Uljin County in North Gyeongsan Province must be one of the most beautiful, or the least developed, regions located along the east coast. There is no highway or railway but a single two-lane road.
The windbreaker Korean pine trees on the shoreline at some points reminds you of the ancient road leading to the Roman Empire dotted with the same but Italian pine trees that Gen. Marcus Vinicius (played by Robert Taylor) rushed his chariot to meet beautiful Lygia (played by Deborah Kerr) in an MGM film “Quo Vadis.”

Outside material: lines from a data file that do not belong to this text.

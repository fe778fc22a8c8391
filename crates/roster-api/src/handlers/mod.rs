//! Thin endpoint handlers. Each one declares its [`Plan`](crate::pipeline::Plan),
//! hands the payload to the coordinator, and shapes the response.

pub mod grades;
pub mod members;
pub mod organisations;
pub mod schools;
pub mod users;
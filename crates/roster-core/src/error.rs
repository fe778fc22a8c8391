//! Error types for `roster-core`.

use thiserror::Error;
use uuid::Uuid;

#[derive(Debug, Error)]
pub enum Error {
  /// Removing this membership would leave the person in no organisation.
  #[error(
    "Person '{person_id}' cannot be removed from organisation \
     '{organisation_id}': it is their last organisation."
  )]
  OrphanPerson { person_id: Uuid, organisation_id: Uuid },

  #[error("Person '{person_id}' not found in organisation '{organisation_id}'")]
  MembershipNotFound { person_id: Uuid, organisation_id: Uuid },

  #[error("unknown role: {0:?}")]
  UnknownRole(String),
}

pub type Result<T, E = Error> = std::result::Result<T, E>;
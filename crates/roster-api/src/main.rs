//! roster-server binary.
//!
//! Reads `config.toml` (or the path specified with `--config`), layers
//! `ROSTER_*` environment variables over it, opens the SQLite store, and
//! serves the API over HTTP.

use std::{
  path::{Path, PathBuf},
  sync::Arc,
};

use anyhow::Context as _;
use clap::Parser;
use roster_api::{AppState, ServerConfig, identity::AuthConfig};
use roster_store_sqlite::SqliteStore;
use tokio::net::TcpListener;
use tower_http::trace::TraceLayer;
use tracing::level_filters::LevelFilter;
use tracing_subscriber::EnvFilter;

#[derive(Parser)]
#[command(author, version, about = "Roster records API server")]
struct Cli {
  /// Path to the TOML configuration file.
  #[arg(short, long, default_value = "config.toml")]
  config: PathBuf,
}

#[tokio::main]
async fn main() -> anyhow::Result<()> {
  tracing_subscriber::fmt()
    .with_env_filter(
      EnvFilter::builder()
        .with_default_directive(LevelFilter::INFO.into())
        .from_env_lossy(),
    )
    .init();

  let cli = Cli::parse();

  let settings = config::Config::builder()
    .add_source(config::File::from(cli.config).required(false))
    .add_source(config::Environment::with_prefix("ROSTER"))
    .build()
    .context("failed to read config file")?;

  let server_cfg: ServerConfig = settings
    .try_deserialize()
    .context("failed to deserialise ServerConfig")?;

  let store_path = expand_tilde(&server_cfg.store_path);

  let store = SqliteStore::open(&store_path)
    .await
    .with_context(|| format!("failed to open store at {store_path:?}"))?;

  let state = AppState {
    store: Arc::new(store),
    auth:  Arc::new(AuthConfig { subject_claim: server_cfg.subject_claim.clone() }),
  };

  let app = roster_api::router(state).layer(TraceLayer::new_for_http());
  let address = format!("{}:{}", server_cfg.host, server_cfg.port);

  tracing::info!(subject_claim = %server_cfg.subject_claim, "Listening on http://{address}");
  let listener = TcpListener::bind(&address)
    .await
    .with_context(|| format!("failed to bind {address}"))?;

  axum::serve(listener, app).await.context("server error")?;

  Ok(())
}

/// Expand a leading `~` to the user's home directory.
fn expand_tilde(path: &Path) -> PathBuf {
  let s = path.to_string_lossy();
  if let Some(rest) = s.strip_prefix("~/")
    && let Ok(home) = std::env::var("HOME")
  {
    return PathBuf::from(home).join(rest);
  }
  path.to_path_buf()
}
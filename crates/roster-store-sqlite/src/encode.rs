//! Encoding and decoding helpers between Rust domain types and the plain-text
//! representations stored in SQLite columns.
//!
//! Timestamps are RFC 3339 strings, dates are ISO 8601 (`YYYY-MM-DD`), and
//! UUIDs are hyphenated lowercase strings. Roles are stored by wire name.

use std::{collections::BTreeSet, str::FromStr as _};

use chrono::{DateTime, NaiveDate, Utc};
use roster_core::{
  entity::EntityKind,
  organisation::{Organisation, OrganisationMembership},
  person::User,
  roles::Role,
  school::{School, SchoolMembership},
};
use uuid::Uuid;

use crate::{Error, Result};

// ─── Uuid ─────────────────────────────────────────────────────────────────────

pub fn encode_uuid(id: Uuid) -> String { id.hyphenated().to_string() }

pub fn decode_uuid(s: &str) -> Result<Uuid> { Ok(Uuid::parse_str(s)?) }

// ─── Dates ────────────────────────────────────────────────────────────────────

pub fn encode_dt(dt: DateTime<Utc>) -> String { dt.to_rfc3339() }

pub fn encode_date(d: NaiveDate) -> String { d.format("%Y-%m-%d").to_string() }

pub fn decode_date(s: &str) -> Result<NaiveDate> {
  NaiveDate::parse_from_str(s, "%Y-%m-%d").map_err(|e| Error::DateParse(e.to_string()))
}

// ─── Roles ────────────────────────────────────────────────────────────────────

pub fn encode_role(role: Role) -> &'static str { role.into() }

pub fn decode_role(s: &str) -> Result<Role> {
  Role::from_str(s).map_err(|_| roster_core::Error::UnknownRole(s.to_owned()).into())
}

// ─── EntityKind ───────────────────────────────────────────────────────────────

/// The `(table, primary key column)` holding records of `kind`.
pub fn entity_table(kind: EntityKind) -> (&'static str, &'static str) {
  match kind {
    EntityKind::Person => ("people", "person_id"),
    EntityKind::User => ("users", "user_id"),
    EntityKind::Organisation => ("organisations", "organisation_id"),
    EntityKind::School => ("schools", "school_id"),
    EntityKind::Art => ("arts", "art_id"),
    EntityKind::Grade => ("grades", "grade_id"),
  }
}

// ─── Raw row types ────────────────────────────────────────────────────────────

/// A `users` row plus its role names, before decoding.
pub struct RawUser {
  pub user_id:          String,
  pub person_id:        String,
  pub external_subject: Option<String>,
  pub roles:            Vec<String>,
}

impl RawUser {
  pub fn into_user(self) -> Result<User> {
    let roles = self
      .roles
      .iter()
      .map(|r| decode_role(r))
      .collect::<Result<BTreeSet<_>>>()?;
    Ok(User {
      id: decode_uuid(&self.user_id)?,
      person_id: decode_uuid(&self.person_id)?,
      external_subject: self.external_subject,
      roles,
    })
  }
}

pub struct RawOrganisation {
  pub organisation_id: String,
  pub parent_id:       Option<String>,
  pub name:            String,
  pub is_public:       bool,
}

impl RawOrganisation {
  pub fn into_organisation(self) -> Result<Organisation> {
    Ok(Organisation {
      id:        decode_uuid(&self.organisation_id)?,
      parent_id: self.parent_id.as_deref().map(decode_uuid).transpose()?,
      name:      self.name,
      is_public: self.is_public,
    })
  }
}

pub struct RawOrganisationMembership {
  pub organisation_id: String,
  pub person_id:       String,
  pub is_admin:        bool,
}

impl RawOrganisationMembership {
  pub fn into_membership(self) -> Result<OrganisationMembership> {
    Ok(OrganisationMembership {
      organisation_id: decode_uuid(&self.organisation_id)?,
      person_id:       decode_uuid(&self.person_id)?,
      is_admin:        self.is_admin,
    })
  }
}

pub struct RawSchool {
  pub school_id:       String,
  pub organisation_id: String,
  pub name:            String,
}

impl RawSchool {
  pub fn into_school(self) -> Result<School> {
    Ok(School {
      id:              decode_uuid(&self.school_id)?,
      organisation_id: decode_uuid(&self.organisation_id)?,
      name:            self.name,
    })
  }
}

pub struct RawSchoolMembership {
  pub school_id:     String,
  pub person_id:     String,
  pub is_instructor: bool,
  pub is_secretary:  bool,
  pub inactive_date: Option<String>,
}

impl RawSchoolMembership {
  pub fn into_membership(self) -> Result<SchoolMembership> {
    Ok(SchoolMembership {
      school_id:     decode_uuid(&self.school_id)?,
      person_id:     decode_uuid(&self.person_id)?,
      is_instructor: self.is_instructor,
      is_secretary:  self.is_secretary,
      inactive_date: self.inactive_date.as_deref().map(decode_date).transpose()?,
    })
  }
}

Not only will you find Uljin scenery beautiful, you will also notice that many women in the coastal towns are quite handsome – tall, slim and gracefully tanned by the ocean wind. “Sara Chang,” one of my second cousins, and I were born in a farming village called Riverdale in English. The ancient, sleepy village of some two dozen farming houses was, and is, surrounded by high mountains and a river with crystal clear water flowing.
When nightfall sets in and the thatched houses were covered by lingering white smoke from firewood burning in the kitchens, and after the birds and dragon flies had returned to their nests in the summer, a chorus of frogs in the rice field would awaken the lightning bugs to fly out of the grasses dancing to the music. The luminous bugs never flew straight, but each drew different curvatures vertically and horizontally, sometimes nose diving while switching the light under their belly on and off.
Sara was a beautiful girl who had a pair of clear and black eyes, a long hair covering shoulders and always wore school uniform tight. Her hemline revealed her knees when she walked fast. The school rule was never to show the girl’s knees.
Time passed, and the street trams were being replaced by regular bus runs in the Seoul streets in 1968 the rails in the asphalt and cobweb electric aerial wires in Samkakji were also removed. One day we Riverdale girls, three of them, had met at a coffee shop in Namyoung-dong not far from the Main Gate of the U.S. Army Yongsan Garrison facing the Hangang Blvd in Samkakji.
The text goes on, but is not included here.